-------- Records for processing
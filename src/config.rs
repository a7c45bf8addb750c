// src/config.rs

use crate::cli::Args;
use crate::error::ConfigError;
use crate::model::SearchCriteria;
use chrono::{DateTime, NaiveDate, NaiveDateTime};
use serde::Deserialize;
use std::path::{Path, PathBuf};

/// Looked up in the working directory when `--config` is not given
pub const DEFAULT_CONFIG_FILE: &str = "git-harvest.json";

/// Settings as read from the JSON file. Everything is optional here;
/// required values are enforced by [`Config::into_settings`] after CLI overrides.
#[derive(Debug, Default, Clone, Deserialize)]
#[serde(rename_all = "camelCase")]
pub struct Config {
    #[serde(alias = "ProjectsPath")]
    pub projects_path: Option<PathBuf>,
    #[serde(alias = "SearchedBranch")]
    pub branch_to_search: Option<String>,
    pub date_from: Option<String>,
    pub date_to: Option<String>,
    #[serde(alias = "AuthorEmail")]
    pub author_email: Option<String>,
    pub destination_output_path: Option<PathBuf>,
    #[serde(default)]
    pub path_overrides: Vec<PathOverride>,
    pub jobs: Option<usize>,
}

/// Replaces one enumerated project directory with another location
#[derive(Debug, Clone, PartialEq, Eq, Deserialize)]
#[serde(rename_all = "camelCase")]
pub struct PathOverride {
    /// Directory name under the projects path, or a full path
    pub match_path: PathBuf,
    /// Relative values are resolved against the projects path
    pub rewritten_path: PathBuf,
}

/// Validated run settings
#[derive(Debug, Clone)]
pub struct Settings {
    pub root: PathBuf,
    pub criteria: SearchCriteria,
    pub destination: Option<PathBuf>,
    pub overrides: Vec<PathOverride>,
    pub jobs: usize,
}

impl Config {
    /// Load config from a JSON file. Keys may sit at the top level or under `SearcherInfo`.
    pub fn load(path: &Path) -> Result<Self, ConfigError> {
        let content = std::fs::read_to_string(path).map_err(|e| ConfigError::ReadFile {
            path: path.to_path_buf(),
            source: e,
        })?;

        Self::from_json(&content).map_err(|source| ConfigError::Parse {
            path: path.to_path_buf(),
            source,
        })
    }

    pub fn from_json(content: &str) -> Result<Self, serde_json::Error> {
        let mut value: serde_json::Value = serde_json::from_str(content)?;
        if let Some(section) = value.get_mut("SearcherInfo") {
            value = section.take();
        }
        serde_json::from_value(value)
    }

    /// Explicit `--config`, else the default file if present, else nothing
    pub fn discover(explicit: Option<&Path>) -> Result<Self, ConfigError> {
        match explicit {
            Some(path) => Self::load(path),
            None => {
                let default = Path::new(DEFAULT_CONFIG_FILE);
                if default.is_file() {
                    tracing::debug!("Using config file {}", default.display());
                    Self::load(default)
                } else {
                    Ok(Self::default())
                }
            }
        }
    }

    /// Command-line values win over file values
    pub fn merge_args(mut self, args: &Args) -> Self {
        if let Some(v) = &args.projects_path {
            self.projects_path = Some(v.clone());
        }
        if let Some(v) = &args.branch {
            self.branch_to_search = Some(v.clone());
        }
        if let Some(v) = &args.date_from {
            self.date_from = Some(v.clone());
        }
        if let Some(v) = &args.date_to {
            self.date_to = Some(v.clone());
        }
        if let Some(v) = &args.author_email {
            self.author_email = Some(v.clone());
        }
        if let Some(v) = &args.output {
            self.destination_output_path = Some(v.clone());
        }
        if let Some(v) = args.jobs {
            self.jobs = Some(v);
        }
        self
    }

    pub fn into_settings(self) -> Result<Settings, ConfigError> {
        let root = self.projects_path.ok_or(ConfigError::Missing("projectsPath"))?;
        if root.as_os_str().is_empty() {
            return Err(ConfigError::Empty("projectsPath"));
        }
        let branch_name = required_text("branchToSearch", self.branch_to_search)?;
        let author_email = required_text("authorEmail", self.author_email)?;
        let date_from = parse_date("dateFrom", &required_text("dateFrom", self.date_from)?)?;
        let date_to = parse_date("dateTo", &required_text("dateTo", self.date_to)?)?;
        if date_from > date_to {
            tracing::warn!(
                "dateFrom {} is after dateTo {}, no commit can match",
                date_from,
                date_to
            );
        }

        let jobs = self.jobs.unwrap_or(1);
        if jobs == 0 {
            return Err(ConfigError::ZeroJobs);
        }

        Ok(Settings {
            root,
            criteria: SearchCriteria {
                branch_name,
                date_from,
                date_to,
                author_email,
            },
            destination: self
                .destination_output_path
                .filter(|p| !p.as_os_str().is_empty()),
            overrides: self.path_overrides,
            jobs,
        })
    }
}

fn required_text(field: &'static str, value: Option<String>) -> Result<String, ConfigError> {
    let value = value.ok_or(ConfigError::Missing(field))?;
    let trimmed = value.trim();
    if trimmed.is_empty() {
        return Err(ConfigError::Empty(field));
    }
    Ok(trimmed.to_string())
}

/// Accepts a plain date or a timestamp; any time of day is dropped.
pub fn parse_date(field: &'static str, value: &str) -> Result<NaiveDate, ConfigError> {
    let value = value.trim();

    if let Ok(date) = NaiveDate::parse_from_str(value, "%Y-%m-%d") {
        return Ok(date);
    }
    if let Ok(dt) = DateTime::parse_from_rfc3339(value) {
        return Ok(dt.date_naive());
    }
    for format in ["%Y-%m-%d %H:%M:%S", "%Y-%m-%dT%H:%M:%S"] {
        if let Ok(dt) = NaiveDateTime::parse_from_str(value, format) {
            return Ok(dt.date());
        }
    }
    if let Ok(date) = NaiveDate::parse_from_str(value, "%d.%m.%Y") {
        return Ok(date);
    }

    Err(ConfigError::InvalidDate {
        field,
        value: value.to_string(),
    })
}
----------------
-------- Records for processing
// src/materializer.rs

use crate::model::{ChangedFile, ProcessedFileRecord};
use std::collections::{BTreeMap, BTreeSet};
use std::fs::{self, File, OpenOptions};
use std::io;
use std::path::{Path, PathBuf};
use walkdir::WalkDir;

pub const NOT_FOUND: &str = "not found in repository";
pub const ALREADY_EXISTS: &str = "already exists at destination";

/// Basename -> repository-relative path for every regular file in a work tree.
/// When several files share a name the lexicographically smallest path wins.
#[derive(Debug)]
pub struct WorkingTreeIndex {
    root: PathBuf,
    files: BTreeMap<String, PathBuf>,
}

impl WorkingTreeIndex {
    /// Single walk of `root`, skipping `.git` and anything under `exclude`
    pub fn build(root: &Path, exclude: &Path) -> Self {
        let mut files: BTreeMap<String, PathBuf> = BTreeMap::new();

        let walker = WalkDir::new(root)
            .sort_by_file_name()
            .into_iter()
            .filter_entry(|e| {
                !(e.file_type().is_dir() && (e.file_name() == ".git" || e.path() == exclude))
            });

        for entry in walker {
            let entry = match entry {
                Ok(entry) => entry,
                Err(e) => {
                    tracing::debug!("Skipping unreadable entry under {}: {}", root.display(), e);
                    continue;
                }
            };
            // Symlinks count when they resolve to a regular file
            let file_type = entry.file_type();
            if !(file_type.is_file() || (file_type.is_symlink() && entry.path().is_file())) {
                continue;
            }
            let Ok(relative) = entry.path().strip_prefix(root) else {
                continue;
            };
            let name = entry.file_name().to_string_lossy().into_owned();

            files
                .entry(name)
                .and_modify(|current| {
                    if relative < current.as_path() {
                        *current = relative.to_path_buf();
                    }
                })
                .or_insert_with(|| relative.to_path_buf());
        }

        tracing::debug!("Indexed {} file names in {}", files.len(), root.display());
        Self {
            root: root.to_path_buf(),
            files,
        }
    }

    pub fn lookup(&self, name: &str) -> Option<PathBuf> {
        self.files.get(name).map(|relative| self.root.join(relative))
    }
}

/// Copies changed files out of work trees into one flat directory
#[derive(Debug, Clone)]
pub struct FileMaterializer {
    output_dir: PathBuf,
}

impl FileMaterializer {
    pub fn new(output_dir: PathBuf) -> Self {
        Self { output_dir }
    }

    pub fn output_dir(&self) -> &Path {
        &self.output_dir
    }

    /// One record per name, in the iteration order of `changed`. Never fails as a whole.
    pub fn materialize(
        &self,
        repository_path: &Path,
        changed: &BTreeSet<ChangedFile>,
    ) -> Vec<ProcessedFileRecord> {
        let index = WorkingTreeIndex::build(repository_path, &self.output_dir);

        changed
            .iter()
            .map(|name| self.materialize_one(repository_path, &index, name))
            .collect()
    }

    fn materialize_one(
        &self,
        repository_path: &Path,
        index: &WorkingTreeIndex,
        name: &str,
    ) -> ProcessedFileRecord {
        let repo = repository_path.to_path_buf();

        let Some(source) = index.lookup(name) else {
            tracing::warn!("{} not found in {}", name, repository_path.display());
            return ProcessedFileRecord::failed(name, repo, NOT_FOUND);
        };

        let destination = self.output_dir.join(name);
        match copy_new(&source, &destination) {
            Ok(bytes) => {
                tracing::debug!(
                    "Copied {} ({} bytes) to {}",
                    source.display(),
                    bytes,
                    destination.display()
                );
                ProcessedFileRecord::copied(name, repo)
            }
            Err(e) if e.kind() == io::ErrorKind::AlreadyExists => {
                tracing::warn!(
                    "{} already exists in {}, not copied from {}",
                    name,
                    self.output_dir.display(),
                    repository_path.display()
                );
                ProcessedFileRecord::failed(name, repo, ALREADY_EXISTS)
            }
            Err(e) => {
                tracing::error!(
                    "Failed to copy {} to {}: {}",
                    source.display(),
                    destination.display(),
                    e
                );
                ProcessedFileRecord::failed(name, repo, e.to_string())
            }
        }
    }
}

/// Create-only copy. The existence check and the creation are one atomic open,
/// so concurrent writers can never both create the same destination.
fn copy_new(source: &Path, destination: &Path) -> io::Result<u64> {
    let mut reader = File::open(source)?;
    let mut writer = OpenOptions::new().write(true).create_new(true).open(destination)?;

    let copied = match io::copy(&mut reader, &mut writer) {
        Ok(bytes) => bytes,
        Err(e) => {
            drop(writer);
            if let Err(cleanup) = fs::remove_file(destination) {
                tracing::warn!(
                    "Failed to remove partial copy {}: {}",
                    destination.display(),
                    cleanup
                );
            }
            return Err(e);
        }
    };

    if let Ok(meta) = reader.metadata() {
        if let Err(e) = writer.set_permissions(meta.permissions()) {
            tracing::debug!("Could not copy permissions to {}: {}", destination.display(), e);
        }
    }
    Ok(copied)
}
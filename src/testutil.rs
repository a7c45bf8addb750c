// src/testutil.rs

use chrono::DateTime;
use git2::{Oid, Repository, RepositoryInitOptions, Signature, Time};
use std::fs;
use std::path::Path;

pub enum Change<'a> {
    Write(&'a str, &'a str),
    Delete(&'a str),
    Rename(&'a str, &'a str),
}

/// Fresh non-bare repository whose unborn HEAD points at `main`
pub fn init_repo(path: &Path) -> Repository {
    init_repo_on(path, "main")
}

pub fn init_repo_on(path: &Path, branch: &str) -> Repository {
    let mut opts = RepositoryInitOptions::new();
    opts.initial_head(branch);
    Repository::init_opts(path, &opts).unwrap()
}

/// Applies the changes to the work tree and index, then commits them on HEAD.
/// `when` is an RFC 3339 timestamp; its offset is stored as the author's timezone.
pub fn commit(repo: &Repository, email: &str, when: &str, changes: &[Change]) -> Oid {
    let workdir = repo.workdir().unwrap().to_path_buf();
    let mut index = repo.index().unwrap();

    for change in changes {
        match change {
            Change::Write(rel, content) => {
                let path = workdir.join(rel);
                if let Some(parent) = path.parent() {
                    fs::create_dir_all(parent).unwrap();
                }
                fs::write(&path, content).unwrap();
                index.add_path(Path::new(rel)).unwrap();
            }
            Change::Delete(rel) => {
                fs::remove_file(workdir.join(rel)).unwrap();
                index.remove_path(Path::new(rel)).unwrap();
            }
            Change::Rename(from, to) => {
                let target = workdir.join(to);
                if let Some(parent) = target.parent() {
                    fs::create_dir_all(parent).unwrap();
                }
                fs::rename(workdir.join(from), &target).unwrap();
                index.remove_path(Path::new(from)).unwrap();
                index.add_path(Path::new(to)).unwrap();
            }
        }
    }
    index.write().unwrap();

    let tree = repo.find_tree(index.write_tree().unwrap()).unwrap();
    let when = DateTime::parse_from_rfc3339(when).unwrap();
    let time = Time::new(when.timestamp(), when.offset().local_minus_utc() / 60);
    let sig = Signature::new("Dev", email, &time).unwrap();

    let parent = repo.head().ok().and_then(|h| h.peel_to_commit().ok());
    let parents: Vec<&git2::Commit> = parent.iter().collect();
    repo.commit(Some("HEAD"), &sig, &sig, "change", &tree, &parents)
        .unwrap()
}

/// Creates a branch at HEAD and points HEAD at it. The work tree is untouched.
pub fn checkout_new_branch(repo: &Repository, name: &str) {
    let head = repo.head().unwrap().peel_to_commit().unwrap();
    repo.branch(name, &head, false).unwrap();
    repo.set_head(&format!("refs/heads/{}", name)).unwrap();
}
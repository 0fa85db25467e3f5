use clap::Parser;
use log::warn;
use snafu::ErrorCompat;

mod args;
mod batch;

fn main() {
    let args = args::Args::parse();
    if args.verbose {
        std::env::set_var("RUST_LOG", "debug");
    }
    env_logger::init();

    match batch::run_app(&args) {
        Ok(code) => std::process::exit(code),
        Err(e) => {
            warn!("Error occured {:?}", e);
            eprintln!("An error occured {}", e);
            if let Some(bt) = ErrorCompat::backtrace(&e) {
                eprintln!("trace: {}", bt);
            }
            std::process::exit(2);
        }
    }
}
----------------
**Brief:** There is a line with "filename src/config.rs" and a line with "pub const DEFAULT_CONFIG_FILE: &str" above. Copy exactly those two lines and all lines between them, with nothing else.

**Answer to this exercise:**
filename src/config.rs
repository a7c45bf8addb750c
// src/config.rs

use crate::cli::Args;
use crate::error::ConfigError;
use crate::model::SearchCriteria;
use chrono::{DateTime, NaiveDate, NaiveDateTime};
use serde::Deserialize;
use std::path::{Path, PathBuf};

/// Looked up in the working directory when `--config` is not given
pub const DEFAULT_CONFIG_FILE: &str = "git-harvest.json";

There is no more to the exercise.